Exercise inputs
##############################
use serde::{Deserialize, Serialize};

use triallist_core::errors::{ErrorInfo, TrialError};
use triallist_core::{Cell, Table};

/// Options for [`extend`].
#[derive(Debug, Clone, Default, PartialEq, Serialize, Deserialize)]
pub struct ExtendOpts {
    /// Number of copies of the frame; wins over `max_length` when both are set.
    pub reps: Option<usize>,
    /// Length budget; the result holds `max(1, floor(max_length/len))` full
    /// copies and is never longer than the budget when at least one copy fits.
    pub max_length: Option<usize>,
    /// Name for the repetition-index column; dropped when `None`.
    pub rep_ix: Option<String>,
    /// Name for the original-row-label column; dropped when `None`.
    pub row_ix: Option<String>,
}

/// Replicates a trial list a controlled number of times.
///
/// Each copy is tagged with its repetition index and each row with the label
/// it carried in the input, surfaced as columns when `rep_ix`/`row_ix` name
/// them (prepended in that order). Output labels are reset to sequential
/// positions.
pub fn extend(frame: &Table, opts: &ExtendOpts) -> Result<Table, TrialError> {
    if frame.is_empty() {
        return Err(TrialError::InvalidInput(ErrorInfo::new(
            "empty-frame",
            "extend requires a non-empty trial list",
        )));
    }
    let reps = match (opts.reps, opts.max_length) {
        (Some(reps), _) => reps,
        (None, Some(max_length)) => (max_length / frame.len()).max(1),
        (None, None) => {
            return Err(TrialError::InvalidInput(ErrorInfo::new(
                "missing-length",
                "one of reps or max_length is required",
            )));
        }
    };
    if reps == 0 {
        return Err(TrialError::InvalidInput(ErrorInfo::new(
            "zero-reps",
            "reps must be at least 1",
        )));
    }
    for tag in [opts.rep_ix.as_deref(), opts.row_ix.as_deref()].into_iter().flatten() {
        if frame.has_column(tag) {
            return Err(TrialError::InvalidInput(
                ErrorInfo::new("duplicate-column", "tag column already exists")
                    .with_context("column", tag.to_string()),
            ));
        }
    }

    let parts: Vec<&Table> = std::iter::repeat(frame).take(reps).collect();
    let mut out = Table::concat(&parts)?;

    if let Some(row_ix) = opts.row_ix.as_deref() {
        let originals: Vec<Cell> = out.labels().iter().map(|&label| Cell::Int(label)).collect();
        out.insert_column_front(row_ix, originals)?;
    }
    if let Some(rep_ix) = opts.rep_ix.as_deref() {
        let reps_col: Vec<Cell> = (0..reps)
            .flat_map(|rep| std::iter::repeat(Cell::Int(rep as i64)).take(frame.len()))
            .collect();
        out.insert_column_front(rep_ix, reps_col)?;
    }
    out.reset_labels();
    Ok(out)
}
##############################
What you should do
Gather each line in the entries above where the string "copy" is found.

Response for this exercise
    /// copies and is never longer than the budget when at least one copy fits.
/// Each copy is tagged with its repetition index and each row with the label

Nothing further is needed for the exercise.